### TASK TO CARRY OUT:
Please restate the material below word for word, from the first line through the one that contains "use std::future::Future;", inclusive.

### DATA FOR ANALYSIS:
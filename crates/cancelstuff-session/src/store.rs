use crate::serializer::RequestSerializer;
use crate::session::{Session, SessionState, SessionSummary};
use crate::workspace::Workspace;
use cancelstuff_core::{CancelError, CancelResult};
use chrono::Utc;
use parking_lot::RwLock;
use std::collections::HashMap;
use std::future::Future;
use std::path::PathBuf;
use std::sync::Arc;
use std::time::Duration;
use tracing::{debug, info, warn};
use uuid::Uuid;

/// In-memory registry of live sessions.
///
/// Every registry mutation is a single synchronous critical section, so a
/// lookup never observes a half-created or half-destroyed session.
/// Directories and queued work are handled outside the lock.
pub struct SessionStore {
    sessions: RwLock<HashMap<Uuid, Session>>,
    workspace: Workspace,
    serializer: Arc<RequestSerializer>,
}

impl SessionStore {
    pub fn new(workspace: Workspace, serializer: RequestSerializer) -> Self {
        Self {
            sessions: RwLock::new(HashMap::new()),
            workspace,
            serializer: Arc::new(serializer),
        }
    }

    pub fn workspace(&self) -> &Workspace {
        &self.workspace
    }

    pub fn serializer(&self) -> &RequestSerializer {
        &self.serializer
    }

    /// Provision a new session and register it.
    ///
    /// Nothing is registered unless the directory was fully provisioned.
    pub async fn create(&self) -> CancelResult<Session> {
        let id = self.fresh_id();
        let dir = self.workspace.provision(id).await?;
        let session = Session::new(id, dir);
        self.sessions.write().insert(id, session.clone());
        info!(session_id = %id, dir = %session.working_dir.display(), "Session created");
        Ok(session)
    }

    fn fresh_id(&self) -> Uuid {
        let sessions = self.sessions.read();
        loop {
            let id = Uuid::new_v4();
            if !sessions.contains_key(&id) && !self.workspace.session_dir(id).exists() {
                return id;
            }
        }
    }

    /// Snapshot of the session, if it is still live.
    pub fn get(&self, id: Uuid) -> Option<Session> {
        self.sessions.read().get(&id).cloned()
    }

    pub fn contains(&self, id: Uuid) -> bool {
        self.sessions.read().contains_key(&id)
    }

    pub fn len(&self) -> usize {
        self.sessions.read().len()
    }

    pub fn is_empty(&self) -> bool {
        self.len() == 0
    }

    /// Apply `f` to the live session in one step.
    pub fn update<R>(&self, id: Uuid, f: impl FnOnce(&mut Session) -> R) -> CancelResult<R> {
        let mut sessions = self.sessions.write();
        let session = sessions
            .get_mut(&id)
            .ok_or(CancelError::SessionNotFound(id))?;
        Ok(f(session))
    }

    pub fn touch(&self, id: Uuid) -> CancelResult<()> {
        self.update(id, Session::touch)
    }

    /// Move the session forward to `next` and record activity.
    ///
    /// Backward moves are ignored so a late chat reply cannot pull a finished
    /// session back into review. Returns the resulting state.
    pub fn transition(&self, id: Uuid, next: SessionState) -> CancelResult<SessionState> {
        self.update(id, |session| {
            if session.state.can_transition_to(next) {
                if session.state != next {
                    debug!(session_id = %id, from = %session.state, to = %next, "State transition");
                }
                session.state = next;
            } else {
                warn!(session_id = %id, from = %session.state, to = %next, "Ignoring backward transition");
            }
            session.touch();
            session.state
        })
    }

    /// Write the uploaded artifact into the session directory.
    ///
    /// The first saved path is the one recorded on the session.
    pub async fn save_artifact(&self, id: Uuid, bytes: &[u8], name: &str) -> CancelResult<PathBuf> {
        let session = self.get(id).ok_or(CancelError::SessionNotFound(id))?;
        let path = self
            .workspace
            .save_artifact(&session.working_dir, bytes, name)
            .await?;
        let recorded = self.update(id, |s| {
            s.touch();
            s.artifact_path.get_or_insert_with(|| path.clone()).clone()
        })?;
        info!(session_id = %id, artifact = %recorded.display(), bytes = bytes.len(), "Saved artifact");
        Ok(recorded)
    }

    /// Contents of the recorded artifact, or `None` if nothing was uploaded.
    pub async fn read_artifact(&self, id: Uuid) -> CancelResult<Option<String>> {
        let session = self.get(id).ok_or(CancelError::SessionNotFound(id))?;
        match session.artifact_path {
            Some(path) => Ok(Some(self.workspace.read_artifact(&path).await?)),
            None => Ok(None),
        }
    }

    /// Run `task` against the session's directory, serialized with every
    /// other task for the same session.
    ///
    /// Fails with [`CancelError::SessionNotFound`] if the session is gone at
    /// submission time. The task receives a snapshot of the session.
    ///
    /// The registry read guard is held while the task joins the queue, so a
    /// concurrent `destroy` either rejects it or drains it before teardown.
    /// Lock order is registry, then serializer.
    pub fn enqueue<F, Fut, T>(
        &self,
        id: Uuid,
        task: F,
    ) -> impl Future<Output = CancelResult<T>> + Send + 'static
    where
        F: FnOnce(Session) -> Fut + Send + 'static,
        Fut: Future<Output = CancelResult<T>> + Send + 'static,
        T: Send + 'static,
    {
        let queued = {
            let sessions = self.sessions.read();
            sessions
                .get(&id)
                .cloned()
                .map(|session| self.serializer.enqueue(id, move || task(session)))
        };
        async move {
            match queued {
                Some(queued) => queued.await,
                None => Err(CancelError::SessionNotFound(id)),
            }
        }
    }

    /// Remove the session. Idempotent.
    ///
    /// The registry entry is gone as soon as this returns, before the
    /// returned future is polled. The future waits for queued work to drain
    /// and then deletes the directory; it never fails.
    pub fn destroy(&self, id: Uuid) -> impl Future<Output = ()> + Send + 'static {
        let removed = self.sessions.write().remove(&id);
        let cleanup = removed.map(|_| {
            info!(session_id = %id, "Session removed");
            (self.serializer.clone(), self.workspace.clone())
        });
        async move {
            if let Some((serializer, workspace)) = cleanup {
                serializer.drain(id).await;
                workspace.teardown(id).await;
            }
        }
    }

    /// Diagnostic listing of live sessions, oldest first.
    pub fn list(&self) -> Vec<SessionSummary> {
        let now = Utc::now();
        let sessions = self.sessions.read();
        let mut live: Vec<&Session> = sessions.values().collect();
        live.sort_by_key(|s| s.created_at);
        live.into_iter().map(|s| s.summary(now)).collect()
    }

    /// Destroy every session idle for longer than `max_age`.
    ///
    /// Returns the ids that were destroyed.
    pub async fn sweep(&self, max_age: Duration) -> Vec<Uuid> {
        let now = Utc::now();
        let max_age = chrono::Duration::from_std(max_age).unwrap_or(chrono::Duration::MAX);
        let stale: Vec<Uuid> = self
            .sessions
            .read()
            .values()
            .filter(|s| s.idle_for(now) > max_age)
            .map(|s| s.id)
            .collect();

        if stale.is_empty() {
            return stale;
        }

        info!(count = stale.len(), "Reaping stale sessions");
        let cleanups: Vec<_> = stale.iter().map(|id| tokio::spawn(self.destroy(*id))).collect();
        for (id, cleanup) in stale.iter().zip(cleanups) {
            if let Err(e) = cleanup.await {
                warn!(session_id = %id, error = %e, "Session cleanup task failed");
            }
        }
        stale
    }

    /// Destroy every live session and wait for all cleanups.
    pub async fn destroy_all(&self) -> usize {
        let ids: Vec<Uuid> = self.sessions.read().keys().copied().collect();
        let cleanups: Vec<_> = ids.iter().map(|id| self.destroy(*id)).collect();
        futures_util::future::join_all(cleanups).await;
        ids.len()
    }
}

### FINAL ANSWER:
filename crates/cancelstuff-session/src/store.rs
use crate::serializer::RequestSerializer;
use crate::session::{Session, SessionState, SessionSummary};
use crate::workspace::Workspace;
use cancelstuff_core::{CancelError, CancelResult};
use chrono::Utc;
use parking_lot::RwLock;
use std::collections::HashMap;
use std::future::Future;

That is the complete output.